A transfer of relics from one shrine to another is similar to a reburying a body. As we know of tradition, it is in the second half of the 4th century that some local churches (dioceses) placed the relics beneath the altar and this placement of matryrs’ relics became part of the dedication rites of a church.

The veneration of martyrs is a very ancient part of Christian faith. All sorts of practices surfaced with regard to the honor paid to a martyr-saint (and later to non-martyr saints) such as adorning the tombs, lighting lamps, paintings, inscriptions, offering the Eucharist on the martyr’s anniversary of death, writing of the martyr’s history, making a pilgrimage and the like. All these things first acknowledge the power of God over sin and death (the Resurrection) and then the confidence that we have in the martyr would intercede on our behalf before God. All this contributes to the belief that the martyrs were (and continue to be) true disciples of Jesus Christ. The martyr witnesses to us the reality and truth of the Paschal Mystery and our being able to be saved if we surrender to that Mystery. Why are we concerned with the transfer of relics? Why is this important? Existentially it is rather unimportant; as a matter of faith and Christian living the transfer of a saint’s relics is important because of the honor due to God through the life of a blessed man or woman as interpreted for us by Christ crucified and risen; the martyr is only important insofar as he or she points to Jesus; the martyrs’ relics and there occasional transfer illustrates an eschatology present in the baptism we daily live.
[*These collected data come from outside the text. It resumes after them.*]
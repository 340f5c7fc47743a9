//! Transport connection — one duplex JSON-RPC channel to a downstream.
//!
//! A [`Conn`] exposes `call`/`notify`/`ping` and internally runs a reader
//! loop (stdio) or per-exchange dispatch (streamable-http) that routes:
//! - responses to the pending-id table (ids normalized across number
//!   shapes),
//! - server-initiated requests to the sampling/elicitation handlers (or a
//!   `method not supported` error),
//! - `notifications/*/list_changed` into the [`ListChangeHub`].
//!
//! `call` is safe under concurrent tasks; each request takes a fresh id
//! and no id is reused while in flight. Close fails all pending calls
//! with `ConnectionClosed`.

pub mod http;

use std::collections::HashMap;
use std::sync::atomic::{AtomicBool, AtomicU64, Ordering};
use std::sync::Arc;

use async_trait::async_trait;
use mcpv_domain::{Error, Result, SpecKey};
use mcpv_proto::jsonrpc::{self, Incoming, JsonRpcError, JsonRpcNotification, JsonRpcRequest, JsonRpcResponse, ServerRequest};
use mcpv_proto::mcp::{methods, ListChangedKind};
use parking_lot::Mutex;
use serde_json::Value;
use tokio::io::{AsyncBufReadExt, AsyncWriteExt, BufReader};
use tokio::process::{ChildStdin, ChildStdout};
use tokio::sync::oneshot;

use crate::hub::ListChangeHub;
use crate::launcher::LaunchedIo;
use http::HttpChannel;

/// Handler for a server-initiated request (sampling or elicitation).
#[async_trait]
pub trait ServerRequestHandler: Send + Sync {
    async fn handle(
        &self,
        spec_key: &SpecKey,
        params: Option<Value>,
    ) -> std::result::Result<Value, JsonRpcError>;
}

/// Optional handlers wired by the runtime. Capabilities are advertised to
/// the downstream iff the matching handler exists.
#[derive(Clone, Default)]
pub struct ConnHandlers {
    pub sampling: Option<Arc<dyn ServerRequestHandler>>,
    pub elicitation: Option<Arc<dyn ServerRequestHandler>>,
}

enum Channel {
    Stdio {
        stdin: tokio::sync::Mutex<ChildStdin>,
    },
    Http {
        channel: HttpChannel,
    },
}

struct ConnInner {
    spec_key: SpecKey,
    channel: Channel,
    pending: Mutex<HashMap<u64, oneshot::Sender<JsonRpcResponse>>>,
    next_id: AtomicU64,
    closed: AtomicBool,
    hub: ListChangeHub,
    handlers: ConnHandlers,
}

/// A live connection to one downstream instance.
pub struct Conn {
    inner: Arc<ConnInner>,
    reader: Mutex<Option<tokio::task::JoinHandle<()>>>,
}

impl Conn {
    /// Wrap launched I/O into a connection. For stdio this spawns the
    /// reader loop immediately.
    pub fn connect(
        spec_key: SpecKey,
        io: LaunchedIo,
        hub: ListChangeHub,
        handlers: ConnHandlers,
    ) -> Arc<Conn> {
        let (channel, stdout) = match io {
            LaunchedIo::Stdio { stdin, stdout } => (
                Channel::Stdio {
                    stdin: tokio::sync::Mutex::new(stdin),
                },
                Some(stdout),
            ),
            LaunchedIo::Http { channel } => (Channel::Http { channel }, None),
        };

        let inner = Arc::new(ConnInner {
            spec_key,
            channel,
            pending: Mutex::new(HashMap::new()),
            next_id: AtomicU64::new(1),
            closed: AtomicBool::new(false),
            hub,
            handlers,
        });

        let reader = stdout.map(|stdout| {
            let inner = inner.clone();
            tokio::spawn(async move { read_loop(inner, stdout).await })
        });

        Arc::new(Conn {
            inner,
            reader: Mutex::new(reader),
        })
    }

    pub fn spec_key(&self) -> &SpecKey {
        &self.inner.spec_key
    }

    /// Whether the downstream advertised sampling/elicitation handlers.
    pub fn handlers(&self) -> &ConnHandlers {
        &self.inner.handlers
    }

    /// Send a request and wait for its response. Concurrency-safe; the
    /// pending-id table matches responses to callers.
    pub async fn call(&self, method: &str, params: Option<Value>) -> Result<Value> {
        if self.inner.closed.load(Ordering::SeqCst) {
            return Err(Error::ConnectionClosed);
        }
        let id = self.inner.next_id.fetch_add(1, Ordering::Relaxed);
        let request = JsonRpcRequest::new(id, method, params);

        match &self.inner.channel {
            Channel::Stdio { .. } => {
                let (tx, rx) = oneshot::channel();
                self.inner.pending.lock().insert(id, tx);
                // Close may race the insert; a second check keeps the
                // entry from outliving the cleared table.
                if self.inner.closed.load(Ordering::SeqCst) {
                    self.inner.pending.lock().remove(&id);
                    return Err(Error::ConnectionClosed);
                }

                if let Err(e) = self.inner.send(serde_json::to_value(&request)?).await {
                    self.inner.pending.lock().remove(&id);
                    return Err(e);
                }

                match rx.await {
                    Ok(response) => response.into_result().map_err(Error::from),
                    // Sender dropped: the reader loop observed EOF.
                    Err(_) => Err(Error::ConnectionClosed),
                }
            }
            Channel::Http { channel } => {
                let messages = channel.exchange(serde_json::to_value(&request)?).await?;
                let mut result = None;
                for message in messages {
                    match jsonrpc::classify(&message.to_string()) {
                        Ok(Incoming::Response(resp)) if resp.id_u64() == Some(id) => {
                            result = Some(resp);
                        }
                        Ok(other) => dispatch(&self.inner, other),
                        Err(e) => {
                            tracing::debug!(spec_key = %self.inner.spec_key.short(), error = %e, "unparseable message from downstream");
                        }
                    }
                }
                match result {
                    Some(resp) => resp.into_result().map_err(Error::from),
                    None => Err(Error::Internal(format!(
                        "no response to {method} from downstream"
                    ))),
                }
            }
        }
    }

    /// Send a notification (no response expected).
    pub async fn notify(&self, method: &str, params: Option<Value>) -> Result<()> {
        if self.inner.closed.load(Ordering::SeqCst) {
            return Err(Error::ConnectionClosed);
        }
        let notification = match params {
            Some(params) => JsonRpcNotification::with_params(method, params),
            None => JsonRpcNotification::new(method),
        };
        match &self.inner.channel {
            Channel::Stdio { .. } => self.inner.send(serde_json::to_value(&notification)?).await,
            Channel::Http { channel } => {
                let messages = channel.exchange(serde_json::to_value(&notification)?).await?;
                for message in messages {
                    if let Ok(incoming) = jsonrpc::classify(&message.to_string()) {
                        dispatch(&self.inner, incoming);
                    }
                }
                Ok(())
            }
        }
    }

    /// Liveness probe.
    pub async fn ping(&self) -> Result<()> {
        self.call(methods::PING, None).await.map(|_| ())
    }

    /// The negotiated protocol version is advertised on later HTTP
    /// requests; no-op for stdio.
    pub fn set_protocol_version(&self, version: &str) {
        if let Channel::Http { channel } = &self.inner.channel {
            channel.set_protocol_version(version);
        }
    }

    pub fn is_closed(&self) -> bool {
        self.inner.closed.load(Ordering::SeqCst)
    }

    /// Close the connection: abort the reader and fail all pending calls
    /// with `ConnectionClosed`. Idempotent.
    pub fn close(&self) {
        if self.inner.closed.swap(true, Ordering::SeqCst) {
            return;
        }
        if let Some(reader) = self.reader.lock().take() {
            reader.abort();
        }
        // Dropping the senders wakes every waiter with ConnectionClosed.
        self.inner.pending.lock().clear();
    }
}

impl Drop for Conn {
    fn drop(&mut self) {
        self.close();
    }
}

impl ConnInner {
    async fn send(&self, message: Value) -> Result<()> {
        match &self.channel {
            Channel::Stdio { stdin } => {
                let line = serde_json::to_string(&message)?;
                let mut stdin = stdin.lock().await;
                stdin
                    .write_all(line.as_bytes())
                    .await
                    .map_err(|_| Error::ConnectionClosed)?;
                stdin.write_all(b"\n").await.map_err(|_| Error::ConnectionClosed)?;
                stdin.flush().await.map_err(|_| Error::ConnectionClosed)?;
                Ok(())
            }
            Channel::Http { channel } => {
                channel.exchange(message).await.map(|_| ())
            }
        }
    }
}

/// Reader loop for stdio transports: classify and dispatch each line.
async fn read_loop(inner: Arc<ConnInner>, stdout: ChildStdout) {
    let mut lines = BufReader::new(stdout).lines();
    loop {
        match lines.next_line().await {
            Ok(Some(line)) => {
                let trimmed = line.trim();
                if trimmed.is_empty() {
                    continue;
                }
                if !trimmed.starts_with('{') {
                    // Misbehaving servers log to stdout; skip the noise.
                    tracing::debug!(spec_key = %inner.spec_key.short(), line = %trimmed, "skipping non-JSON line from downstream stdout");
                    continue;
                }
                match jsonrpc::classify(trimmed) {
                    Ok(incoming) => dispatch(&inner, incoming),
                    Err(e) => {
                        tracing::debug!(spec_key = %inner.spec_key.short(), error = %e, "unparseable message from downstream");
                    }
                }
            }
            Ok(None) | Err(_) => break,
        }
    }
    inner.closed.store(true, Ordering::SeqCst);
    // Fail everything still waiting.
    inner.pending.lock().clear();
    tracing::debug!(spec_key = %inner.spec_key.short(), "downstream stdout closed");
}

/// Route one classified incoming message.
fn dispatch(inner: &Arc<ConnInner>, incoming: Incoming) {
    match incoming {
        Incoming::Response(response) => {
            let Some(id) = response.id_u64() else {
                tracing::debug!(spec_key = %inner.spec_key.short(), "response with non-numeric id");
                return;
            };
            let sender = inner.pending.lock().remove(&id);
            match sender {
                Some(tx) => {
                    let _ = tx.send(response);
                }
                None => {
                    tracing::debug!(spec_key = %inner.spec_key.short(), id, "response for unknown request id");
                }
            }
        }
        Incoming::Request(request) => {
            let handler = match request.method.as_str() {
                methods::SAMPLING_CREATE_MESSAGE => inner.handlers.sampling.clone(),
                methods::ELICITATION_CREATE => inner.handlers.elicitation.clone(),
                _ => None,
            };
            let inner = inner.clone();
            tokio::spawn(async move {
                let response = answer_server_request(&inner, handler, &request).await;
                if let Err(e) = inner.send(response).await {
                    tracing::debug!(spec_key = %inner.spec_key.short(), error = %e, "failed to answer server request");
                }
            });
        }
        Incoming::Notification(notification) => {
            match ListChangedKind::from_method(&notification.method) {
                Some(kind) => inner.hub.publish(kind, inner.spec_key.clone()),
                None => {
                    tracing::debug!(
                        spec_key = %inner.spec_key.short(),
                        method = %notification.method,
                        "ignoring downstream notification"
                    );
                }
            }
        }
    }
}

async fn answer_server_request(
    inner: &Arc<ConnInner>,
    handler: Option<Arc<dyn ServerRequestHandler>>,
    request: &ServerRequest,
) -> Value {
    let response = match handler {
        Some(handler) => {
            match handler
                .handle(&inner.spec_key, request.params.clone())
                .await
            {
                Ok(result) => JsonRpcResponse::success(request.id.clone(), result),
                Err(error) => JsonRpcResponse::failure(request.id.clone(), error),
            }
        }
        None => JsonRpcResponse::failure(
            request.id.clone(),
            JsonRpcError::method_not_found(&request.method),
        ),
    };
    serde_json::to_value(&response).unwrap_or(Value::Null)
}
We venerate (we don’t adore) the remains of a person we are morally convinced, that is, we have certainty that this person is among the saints in heaven and that the saint shows how to excel in the knowledge of Jesus Christ.

Today we remember the moving of Becket and we ask him to ask God for the grace of courage and greatness of heart.


from a letter by Saint Thomas Becket


For
our sake Christ offered himself to the Father upon the altar for the cross. He
now looks down from heaven on our actions and secret thoughts, and one day he
will give each of us the reward his deeds deserve. It must therefore be our
endeavor to destroy the right of sin and death, and by nurturing faith and
uprightness of life, to build up the Church of Christ into a holy temple of the
Lord.

The harvest is good and one reaper or even several would not suffice to
gather all of it into the granary of the Lord. Yet the Roman Church remains the
head of all the churches and the source of Catholic teaching. Of this there can
be no doubt. 
Reliquary of St Thomas Becket.jpg
Everyone know that the keys of the kingdom of heaven were given to
Peter. Upon his faith and teaching the whole fabric of the Church will continue
to be built until we all reach full maturity in Christ and attain to unity in
faith and knowledge of the Son of God. Of course many are needed to plant and
many to water now that the faith has spread so far and the population become so
great.

Nevertheless, no matter who plants or waters, God gives no harvest
unless what he plants is the faith of Peter, and unless he himself assents to
Peter’s teaching. All important questions that arise among God’s people are
referred to the judgment of Peter in the person for the Roman Pontiff. Under
him the ministers of Mother Church exercise the powers committed to them, each
in his own sphere of responsibility.

Remember then how our fathers worked out
their salvation; remember the sufferings through which the Church has grown,
and the storms the ship of Peter has weathered because it has Christ on board.
Remember how the crown was attained by those whose sufferings gave new radiance
to their faith. The whole company of saints bears witness to the unfailing
truth that without real effort no one wins the crown.